The discharge series reveals distinct operating behaviors. The actual operation (black) maintains modest releases through the rising limb and then increases during the recession. All three DRL agents suppress the discharge peaks more strongly: PPO (green) holds releases comparatively low before the crest and raises them only after the peak has passed; DDPG (red) permits a short pulse near the crest but otherwise stays below the observed discharge line; and DQN (orange) is most conservative pre-peak, increasing only modestly on the falling limb.

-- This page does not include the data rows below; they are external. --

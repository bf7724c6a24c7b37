// Library exports for draft-editor

pub mod config;
pub mod editor;
pub mod error;
pub mod history;
pub mod media;
pub mod render;
pub mod richtext;
pub mod selector;
pub mod store;

pub use error::{DraftError, DraftResult, QueryError};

Panel (b) decomposes PPO into inflow, discharge, and their difference, clarifying the routing mechanism. During the rising limb, when inflow exceeds discharge, the purple “Water Stored (PPO)” area dominates, indicating deliberate retention that absorbs the flood wave and lowers the immediate downstream load. After the crest, the red “Water Released (PPO)” area expands as discharge overtakes inflow, returning the reservoir toward its operating band (target range) on the recession rather than at the peak. By shifting release to the recession—when river levels are falling and channel conveyance is higher (greater capacity to pass flow without spilling out)—the operating strategy attenuates the flood peak and avoids creating a secondary peak. This panel illustrates how PPO moderates discharge by retaining inflow during the flood rise (storage increase) and releasing it gradually during the recession, maintaining a buffer against extreme conditions. The stored-then-released sequence explains why the flood risk metric remained at or below the threshold on this date (Figure 8) and why it was lower under DRL than under the actual operation.

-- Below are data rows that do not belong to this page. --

use clap::{Parser, Subcommand, ValueEnum};
use draft_editor::config::{EditorConfig, config_file_path, load_config};
use draft_editor::editor::{ColorBoxEditor, DocumentHost};
use draft_editor::media::{ImageItem, InMemoryLibrary, MediaItem, VideoItem};
use draft_editor::render::render_document;
use draft_editor::richtext::api_data::document_to_api_data;
use draft_editor::richtext::content_document::ContentDocument;
use draft_editor::richtext::entity::{EntityData, EntityKey};
use draft_editor::richtext::html_converter::{document_to_html, html_to_document};
use draft_editor::richtext::raw::document_to_raw;
use draft_editor::selector::{Selector, SelectorConfig, SelectorState};
use draft_editor::store::{DocumentStore, read_document};
use draft_editor::{DraftError, DraftResult};
use serde::de::DeserializeOwned;
use std::env;
use std::fs;
use std::path::{Path, PathBuf};
use std::time::Instant;
use tracing_subscriber::{EnvFilter, layer::SubscriberExt, util::SubscriberInitExt};

#[derive(Parser, Debug)]
#[command(name = "draft-editor")]
#[command(about = "Inspect and convert block/entity rich-text documents", long_about = None)]
struct Args {
    #[command(subcommand)]
    command: Commands,

    /// Documents directory (for ls, check and set-color)
    #[arg(short, long)]
    directory: Option<PathBuf>,

    /// Configuration file
    #[arg(short, long)]
    config: Option<PathBuf>,

    /// More logging (repeat for more); RUST_LOG takes precedence
    #[arg(short, long, action = clap::ArgAction::Count)]
    verbose: u8,
}

#[derive(Subcommand, Debug)]
enum Commands {
    /// Convert a raw JSON or HTML document to HTML
    ToHtml { file: PathBuf },
    /// Convert a document to raw JSON
    ToRaw { file: PathBuf },
    /// Print the API data projection of a document
    ApiData { file: PathBuf },
    /// Print a one-line preview per block
    Render { file: PathBuf },
    /// List all documents
    Ls,
    /// Validate all documents
    Check,
    /// Recolor a color box in a stored document
    SetColor {
        /// Document name, relative to the documents directory
        name: String,
        /// Entity key of the color box
        #[arg(long)]
        key: String,
        #[arg(long)]
        color: String,
        /// Replace the box body with this paragraph
        #[arg(long)]
        text: Option<String>,
    },
    /// Run one selector search against a JSON media library
    Search {
        /// JSON array of media items
        #[arg(long)]
        library: PathBuf,
        #[arg(long, value_enum, default_value_t = Kind::Image)]
        kind: Kind,
        #[arg(long, default_value = "")]
        query: String,
        #[arg(long, default_value_t = 1)]
        page: usize,
    },
}

#[derive(ValueEnum, Clone, Copy, Debug)]
enum Kind {
    Image,
    Video,
    SiteImage,
}

fn init_logging(verbose: u8) {
    let level = match verbose {
        0 => "warn",
        1 => "info",
        2 => "debug",
        _ => "trace",
    };
    let filter = EnvFilter::try_from_default_env().unwrap_or_else(|_| EnvFilter::new(level));

    tracing_subscriber::registry()
        .with(filter)
        .with(tracing_subscriber::fmt::layer().with_writer(std::io::stderr))
        .init();
}

fn get_documents_dir(args: &Args) -> PathBuf {
    args.directory.clone().unwrap_or_else(|| {
        env::current_dir().unwrap_or_else(|_| PathBuf::from("."))
    })
}

fn get_config(args: &Args) -> DraftResult<EditorConfig> {
    match args.config.clone().or_else(config_file_path) {
        Some(path) => load_config(&path),
        None => Ok(EditorConfig::default()),
    }
}

fn cmd_to_html(file: &Path) -> DraftResult<()> {
    let doc = read_document(file)?;
    println!("{}", document_to_html(&doc));
    Ok(())
}

fn cmd_to_raw(file: &Path) -> DraftResult<()> {
    let doc = read_document(file)?;
    let raw = document_to_raw(&doc)?;
    println!("{}", serde_json::to_string_pretty(&raw)?);
    Ok(())
}

fn cmd_api_data(file: &Path) -> DraftResult<()> {
    let doc = read_document(file)?;
    println!("{}", serde_json::to_string_pretty(&document_to_api_data(&doc))?);
    Ok(())
}

fn cmd_render(file: &Path) -> DraftResult<()> {
    let doc = read_document(file)?;
    for line in render_document(&doc) {
        println!("{}", line);
    }
    Ok(())
}

fn cmd_ls(documents_dir: &Path) -> DraftResult<()> {
    let store = DocumentStore::new(documents_dir.to_path_buf());
    for doc in store.list_all_documents()? {
        println!("{}", doc);
    }
    Ok(())
}

fn cmd_check(documents_dir: &Path) -> DraftResult<bool> {
    let store = DocumentStore::new(documents_dir.to_path_buf());
    let failures = store.check_all()?;

    for failure in &failures {
        println!("{}: {}", failure.name, failure.error);
    }
    Ok(failures.is_empty())
}

fn cmd_set_color(
    config: &EditorConfig,
    documents_dir: &Path,
    name: &str,
    key: &str,
    color: &str,
    text: Option<&str>,
) -> DraftResult<()> {
    let store = DocumentStore::new(documents_dir.to_path_buf());
    let mut stored = store.load(name)?;
    let key = EntityKey::from(key);

    let existing = match stored.document.entities().get(&key).ok().map(|e| &e.data) {
        Some(EntityData::ColorBox(data)) => data.clone(),
        Some(other) => {
            return Err(DraftError::EntityTypeMismatch {
                key,
                expected: other.type_tag().to_string(),
                found: "color-box".to_string(),
            });
        }
        None => return Err(DraftError::EntityNotFound(key)),
    };

    let mut host = DocumentHost::from_config(stored.document, config);
    let mut editor = ColorBoxEditor::for_entity(key, &existing);
    let body = match text {
        Some(text) => document_to_raw(&ContentDocument::with_paragraph(text))?,
        None => match &existing.raw_content_state {
            Some(raw) => raw.clone(),
            None => document_to_raw(&html_to_document(&existing.body))?,
        },
    };
    editor.open(&mut host);
    editor.commit(&mut host, color, body)?;

    stored.document = host.into_document();
    let path = store.save(&stored)?;
    println!("{}", path.display());
    Ok(())
}

fn read_library<T: DeserializeOwned + MediaItem>(path: &Path) -> DraftResult<InMemoryLibrary<T>> {
    let content = fs::read_to_string(path).map_err(|err| DraftError::io(path, err))?;
    let items: Vec<T> = serde_json::from_str(&content)?;
    Ok(InMemoryLibrary::new(items))
}

fn search<T: MediaItem>(
    library: &InMemoryLibrary<T>,
    config: SelectorConfig,
    query: &str,
    page: usize,
) -> DraftResult<()> {
    let now = Instant::now();
    let mut selector = Selector::new(config);
    selector.set_search_text(query, now);
    selector.set_page(page, now);
    selector.run_due(now, library);

    match selector.state() {
        SelectorState::Error(diagnostic) => {
            return Err(DraftError::Search(format!(
                "{} (search {:?}, skip {}, take {})",
                diagnostic.message, diagnostic.query.search_text, diagnostic.query.skip, diagnostic.query.take
            )));
        }
        _ => {
            println!(
                "page {}/{} ({} matches)",
                selector.page(),
                selector.total_pages().max(1),
                selector.count()
            );
            for item in selector.results() {
                println!("  {}  {}", item.id(), item.name().unwrap_or("(unnamed)"));
            }
        }
    }
    Ok(())
}

fn cmd_search(config: &EditorConfig, library: &Path, kind: Kind, query: &str, page: usize) -> DraftResult<()> {
    let settings = &config.selector;
    match kind {
        Kind::Image => search(
            &read_library::<ImageItem>(library)?,
            SelectorConfig::image().from_settings(settings, settings.image_page_size),
            query,
            page,
        ),
        Kind::SiteImage => search(
            &read_library::<ImageItem>(library)?,
            SelectorConfig::site_image().from_settings(settings, settings.site_image_page_size),
            query,
            page,
        ),
        Kind::Video => search(
            &read_library::<VideoItem>(library)?,
            SelectorConfig::video().from_settings(settings, settings.video_page_size),
            query,
            page,
        ),
    }
}

fn main() {
    let args = Args::parse();
    init_logging(args.verbose);

    let result = get_config(&args).and_then(|config| match &args.command {
        Commands::ToHtml { file } => cmd_to_html(file),
        Commands::ToRaw { file } => cmd_to_raw(file),
        Commands::ApiData { file } => cmd_api_data(file),
        Commands::Render { file } => cmd_render(file),
        Commands::Ls => cmd_ls(&get_documents_dir(&args)),
        Commands::Check => cmd_check(&get_documents_dir(&args)).map(|clean| {
            if !clean {
                std::process::exit(2);
            }
        }),
        Commands::SetColor { name, key, color, text } => {
            cmd_set_color(&config, &get_documents_dir(&args), name, key, color, text.as_deref())
        }
        Commands::Search {
            library,
            kind,
            query,
            page,
        } => cmd_search(&config, library, *kind, query, *page),
    });

    if let Err(e) = result {
        eprintln!("Error: {}", e);
        std::process::exit(1);
    }
}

Panel (c) shows the daily storage trajectory over the analysis window, with a vertical marker indicating the reference date for alignment with panels (a) and (b). Storage rises sharply through and just after the inflow crest, reaches its maximum about 4–5 days later on the recession limb when inflow and discharge meet, and then declines gradually as discharge overtakes inflow. The crest remains well below total capacity, and the drawdown is paced rather than abrupt—evidence of controlled recovery after attenuation. This evolution is consistent with the single-day storage values reported in Table 5 and indicated in Figure 6, where PPO’s storage on 2006-07-15 was lower than the observed value, reflecting an operating strategy that maintains buffer volume prior to extreme inflow. The inclusion of total reservoir storage gives additional context for understanding how system volume evolves over time and supports evaluation of operational trade-offs.

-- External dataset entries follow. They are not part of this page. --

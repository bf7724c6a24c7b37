// Raw Content State
// The editor's JSON form of a document: block texts with UTF-16 offset ranges
// for inline styles and entities, plus an entity map. Color boxes store their
// nested document in this form.

use std::collections::BTreeMap;

use serde::{Deserialize, Deserializer, Serialize};
use serde_json::value::RawValue;
use serde_json::{Map, Value};
use tracing::warn;

use super::content_document::*;
use super::entity::{Entity, EntityData, EntityKey, Mutability};
use super::html_converter::document_to_html;
use crate::error::DraftResult;

pub const LINK_ENTITY_TYPE: &str = "LINK";

#[derive(Debug, Clone, Default, PartialEq, Serialize, Deserialize)]
#[serde(rename_all = "camelCase")]
pub struct RawContentState {
    pub blocks: Vec<RawBlock>,
    #[serde(default)]
    pub entity_map: BTreeMap<String, RawEntity>,
}

#[derive(Debug, Clone, PartialEq, Serialize, Deserialize)]
#[serde(rename_all = "camelCase")]
pub struct RawBlock {
    #[serde(default)]
    pub key: String,
    #[serde(default)]
    pub text: String,
    #[serde(rename = "type", default = "unstyled")]
    pub block_type: String,
    #[serde(default)]
    pub depth: u32,
    #[serde(default)]
    pub inline_style_ranges: Vec<RawStyleRange>,
    #[serde(default)]
    pub entity_ranges: Vec<RawEntityRange>,
    #[serde(default, skip_serializing_if = "Map::is_empty")]
    pub data: Map<String, Value>,
}

fn unstyled() -> String {
    "unstyled".to_string()
}

#[derive(Debug, Clone, PartialEq, Eq, Serialize, Deserialize)]
pub struct RawStyleRange {
    pub offset: usize,
    pub length: usize,
    pub style: String,
}

#[derive(Debug, Clone, PartialEq, Eq, Serialize, Deserialize)]
pub struct RawEntityRange {
    pub offset: usize,
    pub length: usize,
    #[serde(deserialize_with = "number_or_string")]
    pub key: String,
}

// Entity range keys are numbers in editor output but strings in the entity map
fn number_or_string<'de, D: Deserializer<'de>>(deserializer: D) -> Result<String, D::Error> {
    #[derive(Deserialize)]
    #[serde(untagged)]
    enum Key {
        Text(String),
        Number(u64),
    }

    Ok(match Key::deserialize(deserializer)? {
        Key::Text(text) => text,
        Key::Number(n) => n.to_string(),
    })
}

#[derive(Debug, Clone, Serialize, Deserialize)]
pub struct RawEntity {
    #[serde(rename = "type")]
    pub entity_type: String,
    #[serde(default)]
    pub mutability: Mutability,
    /// Kept as raw JSON so unknown payloads pass through untouched
    pub data: Box<RawValue>,
}

impl PartialEq for RawEntity {
    fn eq(&self, other: &Self) -> bool {
        self.entity_type == other.entity_type
            && self.mutability == other.mutability
            && self.data.get() == other.data.get()
    }
}

fn raw_json(text: String) -> DraftResult<Box<RawValue>> {
    match RawValue::from_string(text.clone()) {
        Ok(raw) => Ok(raw),
        // not valid JSON (an opaque payload read from damaged HTML): keep it as a string
        Err(err) => {
            warn!("entity payload is not valid JSON, storing as string: {err}");
            Ok(serde_json::value::to_raw_value(&text)?)
        }
    }
}

pub fn block_type_name(block_type: &BlockType) -> String {
    match block_type {
        BlockType::Unstyled => "unstyled".to_string(),
        BlockType::Heading { level } => {
            let name = match level {
                1 => "one",
                2 => "two",
                3 => "three",
                4 => "four",
                5 => "five",
                _ => "six",
            };
            format!("header-{}", name)
        }
        BlockType::ListItem { ordered: true } => "ordered-list-item".to_string(),
        BlockType::ListItem { ordered: false } => "unordered-list-item".to_string(),
        BlockType::BlockQuote => "blockquote".to_string(),
        BlockType::CodeBlock => "code-block".to_string(),
        BlockType::Atomic => "atomic".to_string(),
        BlockType::Unknown(name) => name.clone(),
    }
}

pub fn parse_block_type(name: &str) -> BlockType {
    match name {
        "unstyled" | "paragraph" => BlockType::Unstyled,
        "header-one" => BlockType::heading(1),
        "header-two" => BlockType::heading(2),
        "header-three" => BlockType::heading(3),
        "header-four" => BlockType::heading(4),
        "header-five" => BlockType::heading(5),
        "header-six" => BlockType::heading(6),
        "unordered-list-item" => BlockType::ListItem { ordered: false },
        "ordered-list-item" => BlockType::ListItem { ordered: true },
        "blockquote" => BlockType::BlockQuote,
        "code-block" => BlockType::CodeBlock,
        "atomic" => BlockType::Atomic,
        other => BlockType::Unknown(other.to_string()),
    }
}

fn style_names(style: TextStyle) -> impl Iterator<Item = &'static str> {
    [
        (style.bold, "BOLD"),
        (style.italic, "ITALIC"),
        (style.underline, "UNDERLINE"),
        (style.code, "CODE"),
        (style.strikethrough, "STRIKETHROUGH"),
    ]
    .into_iter()
    .filter_map(|(on, name)| on.then_some(name))
}

fn apply_style(style: &mut TextStyle, name: &str) {
    match name {
        "BOLD" => style.bold = true,
        "ITALIC" => style.italic = true,
        "UNDERLINE" => style.underline = true,
        "CODE" => style.code = true,
        "STRIKETHROUGH" => style.strikethrough = true,
        _ => {}
    }
}

fn utf16_len(text: &str) -> usize {
    text.chars().map(char::len_utf16).sum()
}

/// Accumulates one block's flat text and its offset ranges
#[derive(Default)]
struct RawTextBuilder {
    text: String,
    units: usize,
    styles: Vec<RawStyleRange>,
    links: Vec<(usize, usize, Link)>,
}

impl RawTextBuilder {
    fn push_content(&mut self, content: &[InlineContent]) {
        for item in content {
            match item {
                InlineContent::Text(run) => {
                    let length = utf16_len(&run.text);
                    for style in style_names(run.style) {
                        self.styles.push(RawStyleRange {
                            offset: self.units,
                            length,
                            style: style.to_string(),
                        });
                    }
                    self.text.push_str(&run.text);
                    self.units += length;
                }
                InlineContent::Link { link, content } => {
                    let start = self.units;
                    self.push_content(content);
                    self.links.push((start, self.units - start, link.clone()));
                }
                InlineContent::LineBreak => {
                    self.text.push('\n');
                    self.units += 1;
                }
            }
        }
    }

    /// Merge touching ranges of the same style, ordered by offset
    fn merged_styles(mut self) -> (String, Vec<RawStyleRange>, Vec<(usize, usize, Link)>) {
        self.styles
            .sort_by(|a, b| a.style.cmp(&b.style).then(a.offset.cmp(&b.offset)));

        let mut merged: Vec<RawStyleRange> = Vec::new();
        for range in self.styles {
            if range.length == 0 {
                continue;
            }
            if let Some(prev) = merged.last_mut()
                && prev.style == range.style
                && prev.offset + prev.length == range.offset
            {
                prev.length += range.length;
                continue;
            }
            merged.push(range);
        }
        merged.sort_by(|a, b| a.offset.cmp(&b.offset).then(a.style.cmp(&b.style)));

        (self.text, merged, self.links)
    }
}

/// Add an entity to the map under `key` unless it is already there
fn insert_raw_entity(state: &mut RawContentState, key: &EntityKey, entity: &Entity) -> DraftResult<()> {
    if !state.entity_map.contains_key(key.as_str()) {
        state.entity_map.insert(
            key.to_string(),
            RawEntity {
                entity_type: entity.data.type_tag().to_string(),
                mutability: entity.mutability,
                data: raw_json(entity.data.to_json()?)?,
            },
        );
    }
    Ok(())
}

/// Convert a document to its raw JSON form
pub fn document_to_raw(doc: &ContentDocument) -> DraftResult<RawContentState> {
    let mut state = RawContentState::default();
    let mut link_counter = 0usize;

    for block in doc.blocks() {
        let mut raw_block = RawBlock {
            key: block.key.clone(),
            text: String::new(),
            block_type: block_type_name(&block.block_type),
            depth: block.depth,
            inline_style_ranges: Vec::new(),
            entity_ranges: Vec::new(),
            data: block.data.clone(),
        };

        if block.block_type == BlockType::Atomic {
            raw_block.text = " ".to_string();
            if let Some(key) = &block.entity
                && let Ok(entity) = doc.entities().get(key)
            {
                raw_block.entity_ranges.push(RawEntityRange {
                    offset: 0,
                    length: 1,
                    key: key.to_string(),
                });
                insert_raw_entity(&mut state, key, entity)?;
            }
            state.blocks.push(raw_block);
            continue;
        }

        let mut builder = RawTextBuilder::default();
        builder.push_content(&block.content);
        let (text, styles, links) = builder.merged_styles();
        raw_block.text = text;
        raw_block.inline_style_ranges = styles;

        for (offset, length, link) in links {
            let key = loop {
                link_counter += 1;
                let candidate = format!("link-{}", link_counter);
                if !doc.entities().contains(&EntityKey::new(candidate.as_str()))
                    && !state.entity_map.contains_key(&candidate)
                {
                    break candidate;
                }
            };

            let mut data = Map::new();
            data.insert("url".to_string(), Value::String(link.url));
            if let Some(title) = link.title {
                data.insert("title".to_string(), Value::String(title));
            }
            state.entity_map.insert(
                key.clone(),
                RawEntity {
                    entity_type: LINK_ENTITY_TYPE.to_string(),
                    mutability: Mutability::Mutable,
                    data: serde_json::value::to_raw_value(&data)?,
                },
            );
            raw_block
                .entity_ranges
                .push(RawEntityRange { offset, length, key });
        }

        for range in &block.inline_entities {
            let Ok(entity) = doc.entities().get(&range.entity) else {
                continue;
            };
            insert_raw_entity(&mut state, &range.entity, entity)?;
            raw_block.entity_ranges.push(RawEntityRange {
                offset: range.offset,
                length: range.length,
                key: range.entity.to_string(),
            });
        }
        raw_block.entity_ranges.sort_by_key(|range| range.offset);

        state.blocks.push(raw_block);
    }

    Ok(state)
}

fn link_from_raw(entity: &RawEntity) -> Link {
    let data: Value = serde_json::from_str(entity.data.get()).unwrap_or(Value::Null);
    let url = data
        .get("url")
        .or_else(|| data.get("href"))
        .and_then(Value::as_str)
        .unwrap_or_default();
    Link {
        url: url.to_string(),
        title: data.get("title").and_then(Value::as_str).map(str::to_string),
    }
}

/// Split styled characters into text runs, turning '\n' into line breaks
fn styled_runs(chars: &[char], styles: &[TextStyle]) -> Vec<InlineContent> {
    let mut content = Vec::new();
    let mut current = String::new();
    let mut current_style = TextStyle::default();

    for (ch, style) in chars.iter().zip(styles) {
        if *ch == '\n' {
            if !current.is_empty() {
                content.push(InlineContent::Text(TextRun::new(
                    std::mem::take(&mut current),
                    current_style,
                )));
            }
            content.push(InlineContent::LineBreak);
            continue;
        }
        if *style != current_style && !current.is_empty() {
            content.push(InlineContent::Text(TextRun::new(
                std::mem::take(&mut current),
                current_style,
            )));
        }
        current_style = *style;
        current.push(*ch);
    }
    if !current.is_empty() {
        content.push(InlineContent::Text(TextRun::new(current, current_style)));
    }

    content
}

Taken together, Figure 9 illustrates a coherent hydrologic sequence at the Soyang Reservoir. The DRL operating strategies attenuate the flood peak by retaining water through the rising limb (Panel (b)), limit discharge relative to the inflow crest (Panel (a)), and then release gradually on the recession while keeping storage below capacity and recovering smoothly afterward (Panel (c)). PPO achieves a balance between flood-peak attenuation and controlled recovery, DQN shows the most conservative behavior with the lowest releases, and DDPG responds more actively near the peak—patterns that are consistent with the operational tendencies summarized in Figure 5, Figure 6, Figure 7 and Figure 8, where DRL models maintained lower flood risk than the observed operation.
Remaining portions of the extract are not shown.